Virtual reality therapy: The future of chronic pain management?
Could virtual reality tools be effective in helping patients ‘unlearn’ their chronic pain? Professor Christopher Eccleston from the University of Bath’s Centre of Pain Research tells us how digital therapeutics are shaping the future of pain management.
A digital software developed by Finnish drugmaker Orion is aiming to address chronic pain conditions using virtual reality (VR) devices that provide an immersive gamified therapeutic treatment program.
The therapy uses a VR headset to guide people with chronic pain through a series of cognitive behavioural therapy (CBT) exercises that are designed to help them overcome the fear of movement – also known as Kinesiophobia, and then re-engage in an active life. The modules are presented in a gamified, personalised mode that can be tailored to the patient’s needs.
Orion developed the software in close collaboration with Professor Christopher Eccleston, a pain specialist from the University of Bath, and technology group Healthware.
“There were a number of people at Orion who had an interest in digital therapeutics, but also an understanding that future solutions to chronic pain are not going to be just delivered by pharmacology,” Eccleston tells pharmaphorum.
“As you start to think more about chronic pain, you realise that chronic pain is really about function and disability; it's less about altering the sensation of pain and more about altering behaviour.”
After developing the technology, the team ran a feasibility study for six-months to determine its response and tolerability. Due to encouraging results, a pilot study was opened to the public last year in Helsinki, Finland.
The prospective, randomised, double-blind, 3-arm parallel group compared the digital therapy for pain with a control group and an open standard care arm over 6-8 weeks. Patients were provided with the devices at home and received technical support remotely.
“There’s such an unmet need for chronic pain management that people came forward really quickly to join the trial,” says Eccleston.
“I think rehabilitation in chronic pain has been overdue a major change. There is absolutely no reason why we should still be doing it in a rather old-fashioned Victorian way of visiting a specialist's office. It needs to be taken outside the clinical setting and into the home; it needs to be made active!”
Clinical trial success
In June, Orion announced the clinical trial results showing the software had a statistically significant benefit over placebo and standard care interventions for fear of movement, patient clinical global impression of change and quality of life in adult patients with chronic low back pain.
Results from the ‘VIRPI’ study in patients with chronic pain showed that the TSK score (Tampa Scale for Kinesiophobia assessing fear of movement) was significantly reduced at the end-of-intervention.
According to Eccleston, the results highlight the potential for digital therapeutics to expand treatment options.
“What digital therapeutics will be really very good at is improving access to treatments that people wouldn’t necessarily have access to otherwise,” he says. “Unfortunately, the healthcare system is often dependent on the skills and expertise of individual practitioners delivering treatment. With automated, remote technology such as this we can provide solutions in a home environment, tailored to individual needs.”

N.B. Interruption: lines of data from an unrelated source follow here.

//! Delimited sub-record cells.
//!
//! A single cell can hold several nested records. Records are separated by
//! `;` or a newline and fields within a record by `|`, with whitespace
//! around either delimiter ignored:
//!
//! ```text
//! Ivanov | Engineer | 555-1 | a@b.com; Petrov | Manager | 555-2 | c@d.com
//! ```
//!
//! Records with too few fields are dropped one at a time; their siblings in
//! the same cell still parse.

use crate::models::{DocumentLink, ResponsiblePerson};

const PERSON_FIELDS: usize = 4;
const LINK_FIELDS: usize = 2;

/// Separator used when writing sub-records back to their cell form.
const RECORD_SEPARATOR: &str = "; ";
const FIELD_SEPARATOR: &str = " | ";

/// Parses `fio | position | phone | email` records. Extra fields are
/// ignored and the description is left empty.
pub fn parse_persons(text: &str) -> Vec<ResponsiblePerson> {
    split_records(text)
        .filter(|fields| fields.len() >= PERSON_FIELDS)
        .map(|fields| ResponsiblePerson {
            fio: fields[0].to_string(),
            position: fields[1].to_string(),
            phone: fields[2].to_string(),
            email: fields[3].to_string(),
            description: String::new(),
        })
        .collect()
}

/// Parses `type | url` records.
pub fn parse_links(text: &str) -> Vec<DocumentLink> {
    split_records(text)
        .filter(|fields| fields.len() >= LINK_FIELDS)
        .map(|fields| DocumentLink {
            document_type: fields[0].to_string(),
            url: fields[1].to_string(),
        })
        .collect()
}

/// Renders persons in the cell format accepted by [`parse_persons`].
pub fn format_persons(persons: &[ResponsiblePerson]) -> String {
    persons
        .iter()
        .map(|p| {
            [
                p.fio.as_str(),
                p.position.as_str(),
                p.phone.as_str(),
                p.email.as_str(),
            ]
            .join(FIELD_SEPARATOR)
        })
        .collect::<Vec<_>>()
        .join(RECORD_SEPARATOR)
}

/// Renders links in the cell format accepted by [`parse_links`].
pub fn format_links(links: &[DocumentLink]) -> String {
    links
        .iter()
        .map(|l| [l.document_type.as_str(), l.url.as_str()].join(FIELD_SEPARATOR))
        .collect::<Vec<_>>()
        .join(RECORD_SEPARATOR)
}

/// Splits a cell into records of trimmed fields.
///
/// Trailing empty fields do not count towards a record's width, so
/// `"a|b|c|"` has three fields.
fn split_records(text: &str) -> impl Iterator<Item = Vec<&str>> {
    text.split([';', '\n'])
        .map(str::trim)
        .filter(|record| !record.is_empty())
        .map(|record| {
            let mut fields: Vec<&str> = record.split('|').map(str::trim).collect();
            while fields.last().is_some_and(|f| f.is_empty()) {
                fields.pop();
            }
            fields
        })
}

#[cfg(test)]
mod tests {
    use super::*;

    #[test]
    fn test_two_persons_in_order() {
        let persons =
            parse_persons("Ivanov|Engineer|555-1|a@b.com; Petrov|Manager|555-2|c@d.com");
        assert_eq!(persons.len(), 2);
        assert_eq!(persons[0].fio, "Ivanov");
        assert_eq!(persons[0].position, "Engineer");
        assert_eq!(persons[0].phone, "555-1");
        assert_eq!(persons[0].email, "a@b.com");
        assert_eq!(persons[1].fio, "Petrov");
        assert_eq!(persons[1].email, "c@d.com");
        assert!(persons.iter().all(|p| p.description.is_empty()));
    }

    #[test]
    fn test_person_below_minimum_is_dropped() {
        assert!(parse_persons("OnlyTwo|Fields").is_empty());
        assert!(parse_persons("a|b|c|").is_empty());
    }

    #[test]
    fn test_short_record_does_not_drop_siblings() {
        let persons = parse_persons("Broken|Row\nSidorov | Foreman | 555-3 | e@f.com | extra");
        assert_eq!(persons.len(), 1);
        assert_eq!(persons[0].fio, "Sidorov");
        assert_eq!(persons[0].email, "e@f.com");
    }

    #[test]
    fn test_newline_and_semicolon_separators() {
        let links = parse_links("PVOR | https://a.example/1\r\n Brand list|https://a.example/2 ;");
        assert_eq!(links.len(), 2);
        assert_eq!(links[0].document_type, "PVOR");
        assert_eq!(links[0].url, "https://a.example/1");
        assert_eq!(links[1].document_type, "Brand list");
    }

    #[test]
    fn test_link_below_minimum_is_dropped() {
        assert!(parse_links("just-a-label").is_empty());
    }

    #[test]
    fn test_blank_input_is_empty() {
        assert!(parse_persons("").is_empty());
        assert!(parse_persons("   \n ").is_empty());
        assert!(parse_links("").is_empty());
    }

    #[test]
    fn test_format_matches_parse_grammar() {
        let persons =
            parse_persons("Ivanov|Engineer|555-1|a@b.com; Petrov|Manager|555-2|c@d.com");
        assert_eq!(
            format_persons(&persons),
            "Ivanov | Engineer | 555-1 | a@b.com; Petrov | Manager | 555-2 | c@d.com"
        );
        assert_eq!(format_links(&[]), "");
    }
}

As patients received positive results in the trial without specialist intervention, there is an opportunity to scale the treatment up. Patients will also benefit from having a sense of control over their treatment.
“We're interested in people being active and engaging with the world, moving in that world, and getting involved with what matters to the,” says Eccleston.
“There are so many aspects to virtual reality that are useful in pain management: principally, it allows immersion far beyond what is possible by instruction, it creates emotionally rich teachable experiences that take time to do face to face, and it is portable The remote technologies enable people to try things out safely and for their behaviour to be modified in a way they wouldn’t necessarily be able to achieve in the ‘real world.’
Following the announcement of its pilot study results, Orion is looking for partners to further develop and commercialise the software. And as digital solutions become more widespread in healthcare due to COVID-19, Eccleston is optimistic the therapy is here to stay.
“I think we are seeing a rapid reappraisal of the way we organise healthcare in long-term conditions. The pandemic has been an accelerator and created much needed disruption in the way in which we think about delivery of healthcare. I’m excited to see what the future holds! If we get this right we can put evidence based interventions into the hand of the many not just the few.”
About the interviewee
Professor Christopher Eccleston directs the activities of the University of Bath's Centre for Pain Research. His research interests include evidence based pain management, self-management of chronic illnesses, assistive rehabilitative technology, and attentional mechanisms of analgesia.